___ DATA RECORDS

#[cfg(test)]
mod tests {
    use super::*;

    #[test]
    fn test_find_by_full_name() {
        let surface = ReferenceSurface::bundled();
        let ty = surface.find_full("System.Reflection.MethodInfo").unwrap();
        assert_eq!(ty.name, "MethodInfo");
        assert_eq!(ty.namespace, "System.Reflection");

        let global = surface.find_full("CodeLabObjectExtensions").unwrap();
        assert_eq!(global.namespace, "");
        assert!(surface.find_full("Reflection.MethodInfo").is_none());
    }

    #[test]
    fn test_subclass_walks_across_namespaces() {
        let surface = ReferenceSurface::bundled();
        assert!(surface.is_same_or_subclass("System.Reflection.TypeInfo", MEMBER_INFO));
        assert!(surface.is_same_or_subclass("System.Type", MEMBER_INFO));
        assert!(surface.is_same_or_subclass(MEMBER_INFO, MEMBER_INFO));
        assert!(!surface.is_same_or_subclass("System.Reflection.Assembly", MEMBER_INFO));
        assert!(!surface.is_same_or_subclass("System.Reflection.MethodInfo[]", MEMBER_INFO));
    }

    #[test]
    fn test_inherited_members_visible() {
        let surface = ReferenceSurface::bundled();
        let method_info = surface.find("System.Reflection", "MethodInfo").unwrap();
        assert!(surface.has_member(method_info, "get_Name"));
        assert!(surface.has_member(method_info, "Invoke"));
        assert!(!surface.has_member(method_info, "get_Invoke"));
        assert!(!surface.has_member(method_info, "Compile"));
    }
}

______

§ **TASK STATEMENT**
Show each line of the material that includes the string "Reflection" by copying it.

§ **WRITTEN RESPONSE**
        let ty = surface.find_full("System.Reflection.MethodInfo").unwrap();
        assert_eq!(ty.namespace, "System.Reflection");
        assert!(surface.find_full("Reflection.MethodInfo").is_none());
        assert!(surface.is_same_or_subclass("System.Reflection.TypeInfo", MEMBER_INFO));
        assert!(!surface.is_same_or_subclass("System.Reflection.Assembly", MEMBER_INFO));
        assert!(!surface.is_same_or_subclass("System.Reflection.MethodInfo[]", MEMBER_INFO));
        let method_info = surface.find("System.Reflection", "MethodInfo").unwrap();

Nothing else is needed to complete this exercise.